12/20/2005

Time's Persons of the Year

Time Magazine has named rock star Bono and philantrophists Bill and Melinda Gates as Persons of the Year for their humanitarian work for the world's poor. This culminates in a year of charity for victims of poverty, disease and natural disaster.

From CNN.com:

At Friday's photo shoot for Time, Bono said, "I'm experiencing an unusual feeling. I think it's called being humbled.

"The work that I do with DATA and the One Campaign has been helped by what Bill and Melinda do," he said. "This can be a generation in which we eradicate extreme poverty."

Bono is a co-founder of the DATA (Debt, AIDS, Trade, Africa) organization, which fights poverty and HIV in the developing world. From that organization was spawned the ONE Campaign to Make Poverty History.

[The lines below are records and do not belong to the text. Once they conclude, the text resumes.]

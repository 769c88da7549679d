//! Command-line front end: budgeted precompute and dump of highest points.

mod system;

use std::error::Error;
use std::path::{Path, PathBuf};
use std::time::Duration;

use clap::{Parser, Subcommand};
use zenith_cache::{ElevationCache, SaveStore, load_cache, save_cache, write_dump};
use zenith_scan::{SCAN_REV, ScanParams};
use zenith_sched::precalculate;

#[derive(Parser)]
#[command(
    name = "zenith",
    about = "Locate the highest point on every body of a star system"
)]
struct Cli {
    /// Star-system definition (TOML). Uses the built-in demo system when absent.
    #[arg(long, global = true)]
    system: Option<PathBuf>,
    /// Save store holding cached results across runs.
    #[arg(long, global = true, default_value = "zenith-save.toml")]
    save: PathBuf,
    #[command(subcommand)]
    command: Command,
}

#[derive(Subcommand)]
enum Command {
    /// Pre-compute highest points in priority order within a time budget.
    Precalc {
        /// Budget in milliseconds; negative runs to completion.
        #[arg(long, default_value_t = 5_000)]
        budget_ms: i64,
    },
    /// Force a full precompute, then export every body's highest point.
    Dump {
        /// Output path for the dump file.
        #[arg(long, default_value = "zenith-dump.cfg")]
        out: PathBuf,
    },
}

fn main() {
    env_logger::Builder::from_env(env_logger::Env::default().default_filter_or("info")).init();
    if let Err(e) = run(Cli::parse()) {
        log::error!("{e}");
        std::process::exit(1);
    }
}

fn run(cli: Cli) -> Result<(), Box<dyn Error>> {
    let system = system::load_system(cli.system.as_deref())?;
    let mut cache = ElevationCache::new(ScanParams::default());
    if cli.save.exists() {
        let store = SaveStore::load_path(&cli.save)?;
        load_cache(&mut cache, &store, SCAN_REV);
    }

    match cli.command {
        Command::Precalc { budget_ms } => {
            let budget = u64::try_from(budget_ms)
                .ok()
                .map(Duration::from_millis);
            precalculate(&system, &mut cache, budget);
        }
        Command::Dump { out } => {
            precalculate(&system, &mut cache, None);
            let written = write_dump(&cache, &out)?;
            log::info!("wrote {} bodies' data to {}", written, out.display());
        }
    }

    flush(&cache, &cli.save)?;
    Ok(())
}

/// Persist the cache. Skipped entirely while the cache is empty so an
/// existing save is never clobbered by a fruitless run.
fn flush(cache: &ElevationCache, path: &Path) -> Result<(), Box<dyn Error>> {
    if cache.is_empty() {
        return Ok(());
    }
    let mut store = SaveStore::new();
    save_cache(cache, &mut store, SCAN_REV);
    store.save_path(path)?;
    Ok(())
}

"It has been a great year for global health to get more visibility," Bill Gates said Friday. "The more people know about it, the more they want to act."

The magazine said that while sudden disasters grab the headlines, other tragedies unfold daily.

"And who is proving most effective in figuring out how to eradicate those calamities? In different ways, it is Bill and Melinda Gates, co-founders of the world's wealthiest charitable foundation, and Bono, the Irish rocker who has made debt reduction sexy," Time's managing editor Jim Kelly writes.

The Gateses, the magazine notes, "spent the year giving more money away faster than anyone ever has."

In January, the Bill and Melinda Gates Foundation committed $750 million to improving access to child immunizations, accelerating introduction of new vaccines and strengthening vaccine delivery systems.

The foundation focuses on education, global health, improving public libraries and supporting at-risk families, according to its Web site. The Gateses awarded grants to schools in Texas, Colorado and Massachusetts, as well as the Lutheran World Relief program, which received $640,000 to help nomadic communities in Niger avert food crises.

Bono was one of the organizers behind this year's Live 8 concerts in nine cities worldwide. The concerts were aimed at getting the leaders of the world's developed nations to come to the aid of impoverished Africa. They did so at the G8 summit, agreeing to double aid to Africa to $50 billion by 2010 and cancel the debts of the poorest nations.

"Bono charmed and bullied and morally blackmailed the leaders of the world's richest countries into forgiving $40 billion in debt owed by the poorest," the magazine said.


However, not everyone is feeling joyful this honor. Travel writer Paul Theroux bashed the Gates and Bono in a recent New York Times opinion piece. "It seems to have been Africa's fate to become a theater of empty talk and public gestures," said Theroux. "But the impression that Africa is fatally troubled and can be saved only by outside help - not to mention celebrities and charity concerts - is a destructive and misleading conceit."

Mr. Gates has said candidly that he wants to rid himself of his burden of billions. Bono is one of his trusted advisers. Mr. Gates wants to send computers to Africa - an unproductive not to say insane idea. I would offer pencils and paper, mops and brooms: the schools I have seen in Malawi need them badly. I would not send more teachers. I would expect Malawians themselves to stay and teach. There ought to be an insistence in the form of a bond, or a solemn promise, for Africans trained in medicine and education at the state's expense to work in their own countries...

...Bono, in his role as Mrs. Jellyby in a 10-gallon hat, not only believes that he has the solution to Africa's ills, he is also shouting so loud that other people seem to trust his answers. He traveled in 2002 to Africa with former Treasury Secretary Paul O'Neill, urging debt forgiveness. He recently had lunch at the White House, where he expounded upon the "more money" platform and how African countries are uniquely futile.


Maybe celebrities might not know everything and have a solution to all the world's problems, but their celebrity brings attention to issues that would other wise get ignored. It is up to the people, not just billionaires and celebrities, to create solutions.